§ **EXERCISE REQUIREMENTS**: The answer must consist of each line below that contains the word "Tests", copied in full.

----- LISTED ENTRIES

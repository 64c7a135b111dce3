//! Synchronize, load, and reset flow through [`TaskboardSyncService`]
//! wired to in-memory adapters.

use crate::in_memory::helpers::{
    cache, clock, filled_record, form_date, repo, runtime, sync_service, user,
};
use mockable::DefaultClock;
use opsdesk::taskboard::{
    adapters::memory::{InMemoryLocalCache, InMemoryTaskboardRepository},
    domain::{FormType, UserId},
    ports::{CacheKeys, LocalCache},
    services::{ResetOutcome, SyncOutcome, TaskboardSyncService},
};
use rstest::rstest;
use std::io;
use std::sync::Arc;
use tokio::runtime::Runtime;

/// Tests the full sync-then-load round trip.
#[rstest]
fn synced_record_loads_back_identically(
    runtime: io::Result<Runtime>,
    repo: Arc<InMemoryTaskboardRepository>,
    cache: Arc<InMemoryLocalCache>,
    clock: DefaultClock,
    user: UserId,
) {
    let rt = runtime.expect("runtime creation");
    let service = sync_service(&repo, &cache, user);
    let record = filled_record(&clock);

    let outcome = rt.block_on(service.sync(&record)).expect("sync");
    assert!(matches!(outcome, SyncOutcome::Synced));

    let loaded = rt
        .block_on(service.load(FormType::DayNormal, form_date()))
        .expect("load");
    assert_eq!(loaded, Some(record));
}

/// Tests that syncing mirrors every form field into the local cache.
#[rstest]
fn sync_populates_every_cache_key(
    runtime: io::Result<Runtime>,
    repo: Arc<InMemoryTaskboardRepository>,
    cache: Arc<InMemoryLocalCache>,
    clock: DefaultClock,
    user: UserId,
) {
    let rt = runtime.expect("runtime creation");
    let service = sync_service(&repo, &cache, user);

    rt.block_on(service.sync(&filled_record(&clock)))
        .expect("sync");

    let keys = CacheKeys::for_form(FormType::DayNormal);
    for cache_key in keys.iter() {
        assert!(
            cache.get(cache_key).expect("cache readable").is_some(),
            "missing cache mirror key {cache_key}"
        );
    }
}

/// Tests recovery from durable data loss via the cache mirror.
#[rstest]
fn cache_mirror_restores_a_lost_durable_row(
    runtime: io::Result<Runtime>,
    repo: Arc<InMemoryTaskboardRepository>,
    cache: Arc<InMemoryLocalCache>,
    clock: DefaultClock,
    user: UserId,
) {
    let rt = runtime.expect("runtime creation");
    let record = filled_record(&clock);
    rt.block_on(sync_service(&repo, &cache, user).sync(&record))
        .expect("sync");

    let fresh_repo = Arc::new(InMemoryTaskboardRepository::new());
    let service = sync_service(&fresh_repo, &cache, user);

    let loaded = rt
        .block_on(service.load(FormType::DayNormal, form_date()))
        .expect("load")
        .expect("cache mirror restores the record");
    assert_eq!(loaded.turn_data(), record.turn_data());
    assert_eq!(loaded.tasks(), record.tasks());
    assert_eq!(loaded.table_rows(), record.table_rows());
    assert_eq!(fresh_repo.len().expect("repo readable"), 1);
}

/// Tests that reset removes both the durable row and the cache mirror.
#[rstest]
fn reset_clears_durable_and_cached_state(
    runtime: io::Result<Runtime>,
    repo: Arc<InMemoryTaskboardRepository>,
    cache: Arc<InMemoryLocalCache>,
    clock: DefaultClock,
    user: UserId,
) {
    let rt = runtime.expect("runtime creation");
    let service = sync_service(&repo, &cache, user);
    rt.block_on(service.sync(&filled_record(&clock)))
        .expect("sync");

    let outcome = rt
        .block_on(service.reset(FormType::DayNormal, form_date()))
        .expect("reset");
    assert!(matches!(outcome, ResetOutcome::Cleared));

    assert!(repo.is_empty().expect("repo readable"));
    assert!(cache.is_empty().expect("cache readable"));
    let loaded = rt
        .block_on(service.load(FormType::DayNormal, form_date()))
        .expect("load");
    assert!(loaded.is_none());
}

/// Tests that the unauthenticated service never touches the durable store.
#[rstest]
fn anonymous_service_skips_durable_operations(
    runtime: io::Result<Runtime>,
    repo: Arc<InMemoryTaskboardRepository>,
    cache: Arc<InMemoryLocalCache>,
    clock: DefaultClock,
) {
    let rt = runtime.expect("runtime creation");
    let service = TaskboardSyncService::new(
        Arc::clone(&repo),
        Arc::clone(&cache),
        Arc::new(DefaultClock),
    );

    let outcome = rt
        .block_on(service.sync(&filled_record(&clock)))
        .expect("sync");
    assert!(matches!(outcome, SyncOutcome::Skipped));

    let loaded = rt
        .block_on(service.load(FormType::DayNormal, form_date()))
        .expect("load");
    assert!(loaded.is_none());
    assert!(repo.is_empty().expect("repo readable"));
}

----------
----- LISTED ENTRIES

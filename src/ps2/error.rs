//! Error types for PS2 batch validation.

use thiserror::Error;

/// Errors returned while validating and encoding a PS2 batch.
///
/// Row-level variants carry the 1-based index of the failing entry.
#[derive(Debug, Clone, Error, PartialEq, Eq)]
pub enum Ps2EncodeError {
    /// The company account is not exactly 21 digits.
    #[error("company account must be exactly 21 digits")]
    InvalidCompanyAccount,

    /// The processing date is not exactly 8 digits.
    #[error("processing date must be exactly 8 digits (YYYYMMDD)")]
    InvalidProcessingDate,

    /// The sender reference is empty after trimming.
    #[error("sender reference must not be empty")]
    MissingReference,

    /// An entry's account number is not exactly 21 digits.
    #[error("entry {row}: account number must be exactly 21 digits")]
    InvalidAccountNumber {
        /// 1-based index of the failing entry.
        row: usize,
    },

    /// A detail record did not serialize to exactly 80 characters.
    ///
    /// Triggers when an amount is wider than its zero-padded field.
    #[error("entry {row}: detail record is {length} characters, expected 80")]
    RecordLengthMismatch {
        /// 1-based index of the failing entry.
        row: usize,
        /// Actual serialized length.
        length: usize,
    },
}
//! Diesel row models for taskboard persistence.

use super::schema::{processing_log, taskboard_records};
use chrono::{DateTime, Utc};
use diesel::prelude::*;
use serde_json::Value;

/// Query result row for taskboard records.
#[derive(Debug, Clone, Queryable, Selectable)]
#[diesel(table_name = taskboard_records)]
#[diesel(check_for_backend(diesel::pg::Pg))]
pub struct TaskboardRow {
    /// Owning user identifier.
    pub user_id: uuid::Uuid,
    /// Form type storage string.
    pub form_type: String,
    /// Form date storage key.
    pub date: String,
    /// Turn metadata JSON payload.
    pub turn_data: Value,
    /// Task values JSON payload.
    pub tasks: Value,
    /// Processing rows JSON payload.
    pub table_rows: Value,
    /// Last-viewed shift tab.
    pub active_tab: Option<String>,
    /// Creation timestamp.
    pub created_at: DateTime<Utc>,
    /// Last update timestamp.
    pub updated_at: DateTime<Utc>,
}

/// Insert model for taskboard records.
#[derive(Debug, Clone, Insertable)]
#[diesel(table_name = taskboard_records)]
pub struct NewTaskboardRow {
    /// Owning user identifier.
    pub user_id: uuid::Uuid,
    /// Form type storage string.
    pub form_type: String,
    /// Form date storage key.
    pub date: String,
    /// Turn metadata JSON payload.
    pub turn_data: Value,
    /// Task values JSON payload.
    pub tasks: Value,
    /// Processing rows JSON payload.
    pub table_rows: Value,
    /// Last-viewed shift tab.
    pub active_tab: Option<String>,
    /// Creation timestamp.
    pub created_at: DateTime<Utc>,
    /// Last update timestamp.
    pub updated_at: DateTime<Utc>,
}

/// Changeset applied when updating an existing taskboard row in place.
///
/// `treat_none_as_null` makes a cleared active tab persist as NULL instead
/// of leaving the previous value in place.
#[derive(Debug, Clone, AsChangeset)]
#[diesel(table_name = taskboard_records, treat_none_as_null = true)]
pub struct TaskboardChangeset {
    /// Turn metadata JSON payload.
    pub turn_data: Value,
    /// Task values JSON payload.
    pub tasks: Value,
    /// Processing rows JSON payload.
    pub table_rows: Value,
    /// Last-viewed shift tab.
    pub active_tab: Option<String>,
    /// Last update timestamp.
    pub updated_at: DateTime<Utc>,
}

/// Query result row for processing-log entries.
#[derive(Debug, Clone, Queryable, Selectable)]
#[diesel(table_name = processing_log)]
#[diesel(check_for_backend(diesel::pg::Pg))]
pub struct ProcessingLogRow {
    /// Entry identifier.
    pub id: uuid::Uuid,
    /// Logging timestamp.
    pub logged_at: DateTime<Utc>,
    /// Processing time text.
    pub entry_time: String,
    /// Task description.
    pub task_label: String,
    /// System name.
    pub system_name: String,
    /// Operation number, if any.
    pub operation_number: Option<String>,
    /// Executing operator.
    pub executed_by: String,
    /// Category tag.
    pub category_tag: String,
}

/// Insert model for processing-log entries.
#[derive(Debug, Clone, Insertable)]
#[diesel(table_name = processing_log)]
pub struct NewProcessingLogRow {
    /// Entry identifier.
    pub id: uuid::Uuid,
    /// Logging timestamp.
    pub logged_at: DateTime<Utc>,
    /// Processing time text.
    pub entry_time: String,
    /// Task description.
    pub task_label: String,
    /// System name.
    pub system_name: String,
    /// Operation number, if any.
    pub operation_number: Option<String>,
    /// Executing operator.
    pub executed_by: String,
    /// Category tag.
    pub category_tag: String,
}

----------

§ **EXERCISE ANSWER**:
/// Tests the full sync-then-load round trip.
/// Tests that syncing mirrors every form field into the local cache.
/// Tests recovery from durable data loss via the cache mirror.
/// Tests that reset removes both the durable row and the cache mirror.
/// Tests that the unauthenticated service never touches the durable store.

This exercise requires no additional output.